### AVAILABLE DATA ###

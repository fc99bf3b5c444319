use sea_orm::DatabaseConnection;

use crate::model::account::Role;
use crate::model::auth::{
    DeleteUserResponseDto, DeletedUserDto, LoginDto, LoginResponseDto, LoginUserDto, RegisterDto,
    RegisterResponseDto, RegisteredUserDto, VerifiedUserDto, VerifyResponseDto,
};
use crate::server::data::account::AccountRepository;
use crate::server::error::{domain::DomainError, Error};
use crate::server::identity::IdentityClient;
use crate::server::model::identity::CurrentIdentity;
use crate::server::service::account::{
    account_from_model, is_blank, require_fields, AccountForm, AccountService,
};

/// Service for the registration, login, verification, and account
/// removal flows that span the identity provider and the directory.
pub struct AuthService<'a> {
    db: &'a DatabaseConnection,
    identity: &'a IdentityClient,
}

impl<'a> AuthService<'a> {
    /// Creates a new instance of [`AuthService`]
    pub fn new(db: &'a DatabaseConnection, identity: &'a IdentityClient) -> Self {
        Self { db, identity }
    }

    /// Registers a new user with the provider and the directory.
    ///
    /// Everything is validated before the provider is contacted, so a
    /// rejected request creates nothing anywhere. The provider account
    /// is created first, then its role claim is set, then the directory
    /// row is inserted; a failure after the provider call leaves a
    /// provider account without a directory row behind.
    pub async fn register(&self, dto: RegisterDto) -> Result<RegisterResponseDto, Error> {
        let mut missing = Vec::new();
        if is_blank(&dto.name) {
            missing.push("name");
        }
        if is_blank(&dto.email) {
            missing.push("email");
        }
        if is_blank(&dto.password) {
            missing.push("password");
        }
        if is_blank(&dto.role) {
            missing.push("role");
        }
        if !missing.is_empty() {
            return Err(DomainError::Validation(format!(
                "Missing required fields: {}",
                missing.join(", ")
            ))
            .into());
        }

        let role = dto
            .role
            .as_deref()
            .unwrap_or_default()
            .trim()
            .parse::<Role>()
            .map_err(DomainError::Validation)?;

        let form = AccountForm {
            name: dto.name,
            email: dto.email,
            external_id: None,
            field_of_study: dto.field_of_study,
            skills: dto.skills,
            resume: dto.resume,
            department: dto.department,
            tax_id: dto.tax_id,
        };

        require_fields(role, &form)?;

        let email = form.email.clone().unwrap_or_default();
        if AccountRepository::new(self.db)
            .find_by_email(&email)
            .await?
            .is_some()
        {
            return Err(DomainError::EmailTaken(email).into());
        }

        let provider_account = self
            .identity
            .create_user(
                &email,
                dto.password.as_deref().unwrap_or_default(),
                form.name.as_deref().unwrap_or_default(),
            )
            .await?;

        self.identity
            .set_role_claim(&provider_account.uid, role)
            .await?;

        let account = AccountService::new(self.db)
            .create(
                role,
                AccountForm {
                    external_id: Some(provider_account.uid.clone()),
                    ..form
                },
            )
            .await?;

        tracing::info!(
            email = %account.base().email,
            role = %role,
            "registered new user"
        );

        Ok(RegisterResponseDto {
            message: "User registered successfully".to_string(),
            user: RegisteredUserDto {
                external_id: provider_account.uid,
                email: account.base().email.clone(),
                name: account.base().name.clone(),
                role,
                id: account.base().id,
            },
        })
    }

    /// Resolves a directory record by email.
    ///
    /// Password verification happens against the provider on the client
    /// side; this endpoint only answers whether the email has a
    /// directory record and which role it carries.
    pub async fn login(&self, dto: LoginDto) -> Result<LoginResponseDto, Error> {
        if is_blank(&dto.email) {
            return Err(
                DomainError::Validation("Missing required fields: email".to_string()).into(),
            );
        }

        let account = AccountRepository::new(self.db)
            .find_by_email(dto.email.as_deref().unwrap_or_default())
            .await?
            .ok_or(DomainError::NotFound("Account"))?;

        let account = account_from_model(account)?;

        Ok(LoginResponseDto {
            message: "Login successful".to_string(),
            user: LoginUserDto {
                id: account.base().id,
                name: account.base().name.clone(),
                email: account.base().email.clone(),
                role: account.role(),
            },
        })
    }

    /// Returns the caller's directory record joined with their verified
    /// token identity.
    pub async fn verify(&self, caller: &CurrentIdentity) -> Result<VerifyResponseDto, Error> {
        let account = AccountRepository::new(self.db)
            .find_by_email(&caller.email)
            .await?
            .ok_or(DomainError::NotFound("Account"))?;

        let account = account_from_model(account)?;

        Ok(VerifyResponseDto {
            user: VerifiedUserDto {
                external_id: caller.external_id.clone(),
                email: account.base().email.clone(),
                name: account.base().name.clone(),
                role: account.role(),
                id: account.base().id,
            },
        })
    }

    /// Removes a user from the provider and the directory.
    ///
    /// Provider first; a directory row that is already gone afterwards
    /// reports not found even though the provider account was removed.
    pub async fn delete_user(&self, external_id: &str) -> Result<DeleteUserResponseDto, Error> {
        self.identity.delete_user(external_id).await?;

        let repository = AccountRepository::new(self.db);
        let account = repository
            .find_by_external_id(external_id)
            .await?
            .ok_or(DomainError::NotFound("Account"))?;

        repository.delete_by_id(account.id).await?;

        tracing::info!(email = %account.email, "deleted user");

        Ok(DeleteUserResponseDto {
            message: "User deleted successfully".to_string(),
            deleted_user: DeletedUserDto {
                external_id: account
                    .external_id
                    .unwrap_or_else(|| external_id.to_string()),
                email: account.email,
                name: account.name,
            },
        })
    }
}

###

*THE TASK*
Show every line in the entries where the string "AccountRepository" occurs.

*SOLUTION*
use crate::server::data::account::AccountRepository;
        if AccountRepository::new(self.db)
        let account = AccountRepository::new(self.db)
        let account = AccountRepository::new(self.db)
        let repository = AccountRepository::new(self.db);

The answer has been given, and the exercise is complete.